A stretch of the entries below is to be set down exactly, running from the line with "pub fn default_skills()" through the line with "let t = i as", both included, and no other line.

** Dataset entries **
++++++++++++++++++++
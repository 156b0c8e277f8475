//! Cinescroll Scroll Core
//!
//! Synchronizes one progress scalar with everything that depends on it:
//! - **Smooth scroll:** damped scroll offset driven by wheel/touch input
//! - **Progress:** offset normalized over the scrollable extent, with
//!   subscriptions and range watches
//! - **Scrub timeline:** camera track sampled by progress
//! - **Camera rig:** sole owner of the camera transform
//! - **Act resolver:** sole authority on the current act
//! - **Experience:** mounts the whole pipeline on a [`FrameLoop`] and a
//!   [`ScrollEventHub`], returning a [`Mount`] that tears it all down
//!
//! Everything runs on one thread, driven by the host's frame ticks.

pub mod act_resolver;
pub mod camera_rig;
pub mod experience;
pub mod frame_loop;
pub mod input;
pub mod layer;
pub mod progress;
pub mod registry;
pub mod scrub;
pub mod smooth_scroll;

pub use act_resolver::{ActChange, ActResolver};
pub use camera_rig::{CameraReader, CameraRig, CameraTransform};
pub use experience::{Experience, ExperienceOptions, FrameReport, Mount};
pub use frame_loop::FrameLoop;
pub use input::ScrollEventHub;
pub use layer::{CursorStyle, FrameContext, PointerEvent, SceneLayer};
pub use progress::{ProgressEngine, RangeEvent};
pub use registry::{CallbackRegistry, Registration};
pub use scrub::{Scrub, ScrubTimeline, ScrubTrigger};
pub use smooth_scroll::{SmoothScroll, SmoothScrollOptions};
++++++++++++++++++++
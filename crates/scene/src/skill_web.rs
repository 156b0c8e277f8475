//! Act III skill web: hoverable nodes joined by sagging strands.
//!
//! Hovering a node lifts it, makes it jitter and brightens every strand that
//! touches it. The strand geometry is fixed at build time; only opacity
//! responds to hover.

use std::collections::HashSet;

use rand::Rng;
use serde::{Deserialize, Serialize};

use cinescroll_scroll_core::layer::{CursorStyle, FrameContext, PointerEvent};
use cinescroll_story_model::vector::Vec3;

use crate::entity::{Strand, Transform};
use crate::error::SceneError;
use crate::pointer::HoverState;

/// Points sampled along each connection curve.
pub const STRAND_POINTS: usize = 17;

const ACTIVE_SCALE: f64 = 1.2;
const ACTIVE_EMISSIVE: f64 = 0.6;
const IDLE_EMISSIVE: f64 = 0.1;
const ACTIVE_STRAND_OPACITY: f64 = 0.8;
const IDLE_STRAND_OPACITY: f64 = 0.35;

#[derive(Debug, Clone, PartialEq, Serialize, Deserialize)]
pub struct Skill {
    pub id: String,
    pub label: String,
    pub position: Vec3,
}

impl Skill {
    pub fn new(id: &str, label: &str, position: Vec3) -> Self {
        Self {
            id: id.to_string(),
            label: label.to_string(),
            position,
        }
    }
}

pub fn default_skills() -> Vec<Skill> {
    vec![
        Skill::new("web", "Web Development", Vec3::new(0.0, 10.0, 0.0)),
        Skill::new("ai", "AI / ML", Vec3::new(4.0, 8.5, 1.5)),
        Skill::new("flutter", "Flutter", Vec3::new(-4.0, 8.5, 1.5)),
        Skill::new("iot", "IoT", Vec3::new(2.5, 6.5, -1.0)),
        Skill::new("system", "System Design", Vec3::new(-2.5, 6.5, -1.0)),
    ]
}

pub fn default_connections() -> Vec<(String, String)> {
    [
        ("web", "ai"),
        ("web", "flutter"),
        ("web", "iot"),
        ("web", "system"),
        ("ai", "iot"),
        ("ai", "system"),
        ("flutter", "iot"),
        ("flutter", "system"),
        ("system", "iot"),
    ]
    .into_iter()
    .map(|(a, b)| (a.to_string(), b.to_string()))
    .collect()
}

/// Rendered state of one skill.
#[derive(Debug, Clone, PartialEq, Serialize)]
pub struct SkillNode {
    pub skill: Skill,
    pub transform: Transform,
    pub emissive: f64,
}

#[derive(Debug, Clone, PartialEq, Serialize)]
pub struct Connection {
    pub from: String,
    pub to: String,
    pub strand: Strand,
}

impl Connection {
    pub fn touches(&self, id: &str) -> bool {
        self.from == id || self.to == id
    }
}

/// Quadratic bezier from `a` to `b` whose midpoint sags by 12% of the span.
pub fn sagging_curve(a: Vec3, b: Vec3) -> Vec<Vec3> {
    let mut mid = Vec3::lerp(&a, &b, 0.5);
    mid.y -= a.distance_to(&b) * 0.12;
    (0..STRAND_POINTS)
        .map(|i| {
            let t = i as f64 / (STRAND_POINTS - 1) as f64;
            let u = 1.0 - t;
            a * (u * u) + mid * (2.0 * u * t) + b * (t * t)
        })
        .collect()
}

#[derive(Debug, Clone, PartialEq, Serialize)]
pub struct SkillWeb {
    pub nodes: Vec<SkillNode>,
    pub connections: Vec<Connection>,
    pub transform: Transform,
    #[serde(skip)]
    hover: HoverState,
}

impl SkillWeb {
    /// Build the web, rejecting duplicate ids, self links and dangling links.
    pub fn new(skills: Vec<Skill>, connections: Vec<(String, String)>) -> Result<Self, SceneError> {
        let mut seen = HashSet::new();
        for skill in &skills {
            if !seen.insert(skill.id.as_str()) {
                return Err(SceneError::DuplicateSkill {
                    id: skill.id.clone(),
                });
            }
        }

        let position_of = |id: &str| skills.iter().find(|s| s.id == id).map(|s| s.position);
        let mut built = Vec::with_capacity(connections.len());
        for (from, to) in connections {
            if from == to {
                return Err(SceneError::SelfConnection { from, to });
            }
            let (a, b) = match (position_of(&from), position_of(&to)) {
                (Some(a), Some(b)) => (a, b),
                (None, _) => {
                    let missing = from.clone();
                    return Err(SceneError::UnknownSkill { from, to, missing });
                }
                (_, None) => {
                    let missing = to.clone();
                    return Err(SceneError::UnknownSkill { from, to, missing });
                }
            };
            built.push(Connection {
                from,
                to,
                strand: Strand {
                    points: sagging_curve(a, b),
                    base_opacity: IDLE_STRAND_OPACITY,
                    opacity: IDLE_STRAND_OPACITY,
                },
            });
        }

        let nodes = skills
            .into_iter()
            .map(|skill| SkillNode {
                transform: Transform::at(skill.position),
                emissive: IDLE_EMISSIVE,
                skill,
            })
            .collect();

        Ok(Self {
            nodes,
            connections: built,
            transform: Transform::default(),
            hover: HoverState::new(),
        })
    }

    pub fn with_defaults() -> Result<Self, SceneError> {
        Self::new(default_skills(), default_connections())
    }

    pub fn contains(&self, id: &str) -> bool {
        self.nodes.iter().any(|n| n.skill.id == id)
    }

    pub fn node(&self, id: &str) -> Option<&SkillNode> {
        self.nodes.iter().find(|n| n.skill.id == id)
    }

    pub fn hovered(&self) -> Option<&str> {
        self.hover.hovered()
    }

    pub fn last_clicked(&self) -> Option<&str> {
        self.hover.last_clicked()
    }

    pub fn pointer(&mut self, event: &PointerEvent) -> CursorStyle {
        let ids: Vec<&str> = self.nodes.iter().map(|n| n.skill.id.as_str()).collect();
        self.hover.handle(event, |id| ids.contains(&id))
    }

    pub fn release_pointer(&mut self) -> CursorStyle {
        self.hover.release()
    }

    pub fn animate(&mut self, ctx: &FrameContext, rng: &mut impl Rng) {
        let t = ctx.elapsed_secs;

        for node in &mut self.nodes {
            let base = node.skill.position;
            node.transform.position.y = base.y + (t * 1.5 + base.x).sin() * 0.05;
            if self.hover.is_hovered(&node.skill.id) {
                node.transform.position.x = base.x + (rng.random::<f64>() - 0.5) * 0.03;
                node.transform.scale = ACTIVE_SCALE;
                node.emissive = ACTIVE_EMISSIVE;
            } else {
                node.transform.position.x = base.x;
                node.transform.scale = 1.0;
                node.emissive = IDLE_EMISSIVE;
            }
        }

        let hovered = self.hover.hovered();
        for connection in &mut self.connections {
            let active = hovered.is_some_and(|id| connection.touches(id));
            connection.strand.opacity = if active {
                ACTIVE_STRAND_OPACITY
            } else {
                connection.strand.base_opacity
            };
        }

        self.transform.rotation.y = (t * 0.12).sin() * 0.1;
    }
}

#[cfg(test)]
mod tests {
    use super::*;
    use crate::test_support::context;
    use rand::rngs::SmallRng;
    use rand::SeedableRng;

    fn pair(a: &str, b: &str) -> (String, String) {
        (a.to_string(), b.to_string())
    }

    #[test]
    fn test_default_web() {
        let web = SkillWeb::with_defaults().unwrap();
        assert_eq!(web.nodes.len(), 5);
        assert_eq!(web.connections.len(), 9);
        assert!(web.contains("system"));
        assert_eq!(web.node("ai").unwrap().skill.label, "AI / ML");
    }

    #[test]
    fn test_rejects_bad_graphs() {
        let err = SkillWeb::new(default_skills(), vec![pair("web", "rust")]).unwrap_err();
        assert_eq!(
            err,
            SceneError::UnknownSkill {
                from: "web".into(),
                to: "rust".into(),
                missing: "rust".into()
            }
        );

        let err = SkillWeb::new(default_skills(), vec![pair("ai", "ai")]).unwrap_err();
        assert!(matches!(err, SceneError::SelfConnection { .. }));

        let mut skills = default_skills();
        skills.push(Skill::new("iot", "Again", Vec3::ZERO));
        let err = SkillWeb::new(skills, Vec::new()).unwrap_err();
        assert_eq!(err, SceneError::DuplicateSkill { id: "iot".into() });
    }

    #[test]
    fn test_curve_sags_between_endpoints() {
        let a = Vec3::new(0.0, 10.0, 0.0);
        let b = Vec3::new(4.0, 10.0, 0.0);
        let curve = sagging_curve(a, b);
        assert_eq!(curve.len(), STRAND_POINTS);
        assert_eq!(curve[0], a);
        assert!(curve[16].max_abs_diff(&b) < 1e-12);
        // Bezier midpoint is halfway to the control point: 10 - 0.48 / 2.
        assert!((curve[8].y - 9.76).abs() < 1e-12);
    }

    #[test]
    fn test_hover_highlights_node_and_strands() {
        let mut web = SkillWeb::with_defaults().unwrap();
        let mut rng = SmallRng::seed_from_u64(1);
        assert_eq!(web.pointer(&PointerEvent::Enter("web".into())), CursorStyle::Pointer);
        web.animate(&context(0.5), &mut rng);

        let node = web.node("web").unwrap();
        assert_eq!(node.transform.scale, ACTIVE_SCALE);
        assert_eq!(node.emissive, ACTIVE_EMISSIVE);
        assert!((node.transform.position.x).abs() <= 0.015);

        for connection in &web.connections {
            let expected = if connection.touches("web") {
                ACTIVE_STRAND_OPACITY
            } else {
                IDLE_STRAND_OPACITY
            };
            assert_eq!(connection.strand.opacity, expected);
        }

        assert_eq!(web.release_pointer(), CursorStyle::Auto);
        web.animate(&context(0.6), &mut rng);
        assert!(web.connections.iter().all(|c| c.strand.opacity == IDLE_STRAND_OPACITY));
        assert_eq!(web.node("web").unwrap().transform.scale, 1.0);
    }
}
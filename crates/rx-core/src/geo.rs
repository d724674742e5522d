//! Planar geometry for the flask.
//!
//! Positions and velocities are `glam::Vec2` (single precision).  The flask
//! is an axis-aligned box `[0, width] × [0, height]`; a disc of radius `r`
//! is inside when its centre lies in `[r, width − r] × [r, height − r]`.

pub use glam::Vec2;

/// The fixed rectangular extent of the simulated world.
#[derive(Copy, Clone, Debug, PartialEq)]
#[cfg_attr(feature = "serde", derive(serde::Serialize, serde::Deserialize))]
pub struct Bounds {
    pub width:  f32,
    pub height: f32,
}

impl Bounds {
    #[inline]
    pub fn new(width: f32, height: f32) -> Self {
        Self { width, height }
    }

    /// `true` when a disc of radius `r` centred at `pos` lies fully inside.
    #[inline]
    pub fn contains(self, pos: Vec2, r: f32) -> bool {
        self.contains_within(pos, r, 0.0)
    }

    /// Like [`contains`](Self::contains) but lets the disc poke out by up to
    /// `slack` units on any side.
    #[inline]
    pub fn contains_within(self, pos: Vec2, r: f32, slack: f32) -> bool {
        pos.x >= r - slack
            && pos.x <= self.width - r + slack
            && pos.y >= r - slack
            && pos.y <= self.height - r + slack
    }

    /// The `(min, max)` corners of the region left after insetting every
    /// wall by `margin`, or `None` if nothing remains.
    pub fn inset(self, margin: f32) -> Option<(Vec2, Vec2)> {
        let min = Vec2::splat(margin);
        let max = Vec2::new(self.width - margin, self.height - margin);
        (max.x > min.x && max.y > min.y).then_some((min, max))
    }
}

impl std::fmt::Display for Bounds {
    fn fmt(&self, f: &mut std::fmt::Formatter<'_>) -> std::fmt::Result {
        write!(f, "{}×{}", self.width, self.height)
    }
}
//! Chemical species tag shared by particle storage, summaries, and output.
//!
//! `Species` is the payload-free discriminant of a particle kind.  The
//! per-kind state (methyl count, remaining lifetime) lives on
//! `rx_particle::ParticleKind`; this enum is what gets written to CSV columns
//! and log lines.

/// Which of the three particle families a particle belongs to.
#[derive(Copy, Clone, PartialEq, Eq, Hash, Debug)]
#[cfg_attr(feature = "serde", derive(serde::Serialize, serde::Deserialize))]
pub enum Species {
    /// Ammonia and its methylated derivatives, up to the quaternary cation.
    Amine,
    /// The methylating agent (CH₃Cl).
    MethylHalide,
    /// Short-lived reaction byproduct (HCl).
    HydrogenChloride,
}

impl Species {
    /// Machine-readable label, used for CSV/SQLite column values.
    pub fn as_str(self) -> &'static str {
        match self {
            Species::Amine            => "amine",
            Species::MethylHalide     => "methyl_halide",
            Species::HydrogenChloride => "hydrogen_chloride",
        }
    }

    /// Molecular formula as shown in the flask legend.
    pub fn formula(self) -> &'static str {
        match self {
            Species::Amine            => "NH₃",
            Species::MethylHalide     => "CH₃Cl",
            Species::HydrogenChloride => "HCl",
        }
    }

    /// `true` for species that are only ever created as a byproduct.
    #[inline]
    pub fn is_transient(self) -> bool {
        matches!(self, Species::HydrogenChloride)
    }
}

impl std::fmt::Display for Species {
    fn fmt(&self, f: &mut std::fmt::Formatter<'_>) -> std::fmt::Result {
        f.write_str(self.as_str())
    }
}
++++++++++++++++++++
** OUTPUT OF THE TASK **
pub fn default_skills() -> Vec<Skill> {
    vec![
        Skill::new("web", "Web Development", Vec3::new(0.0, 10.0, 0.0)),
        Skill::new("ai", "AI / ML", Vec3::new(4.0, 8.5, 1.5)),
        Skill::new("flutter", "Flutter", Vec3::new(-4.0, 8.5, 1.5)),
        Skill::new("iot", "IoT", Vec3::new(2.5, 6.5, -1.0)),
        Skill::new("system", "System Design", Vec3::new(-2.5, 6.5, -1.0)),
    ]
}

pub fn default_connections() -> Vec<(String, String)> {
    [
        ("web", "ai"),
        ("web", "flutter"),
        ("web", "iot"),
        ("web", "system"),
        ("ai", "iot"),
        ("ai", "system"),
        ("flutter", "iot"),
        ("flutter", "system"),
        ("system", "iot"),
    ]
    .into_iter()
    .map(|(a, b)| (a.to_string(), b.to_string()))
    .collect()
}

/// Rendered state of one skill.
#[derive(Debug, Clone, PartialEq, Serialize)]
pub struct SkillNode {
    pub skill: Skill,
    pub transform: Transform,
    pub emissive: f64,
}

#[derive(Debug, Clone, PartialEq, Serialize)]
pub struct Connection {
    pub from: String,
    pub to: String,
    pub strand: Strand,
}

impl Connection {
    pub fn touches(&self, id: &str) -> bool {
        self.from == id || self.to == id
    }
}

/// Quadratic bezier from `a` to `b` whose midpoint sags by 12% of the span.
pub fn sagging_curve(a: Vec3, b: Vec3) -> Vec<Vec3> {
    let mut mid = Vec3::lerp(&a, &b, 0.5);
    mid.y -= a.distance_to(&b) * 0.12;
    (0..STRAND_POINTS)
        .map(|i| {
            let t = i as f64 / (STRAND_POINTS - 1) as f64;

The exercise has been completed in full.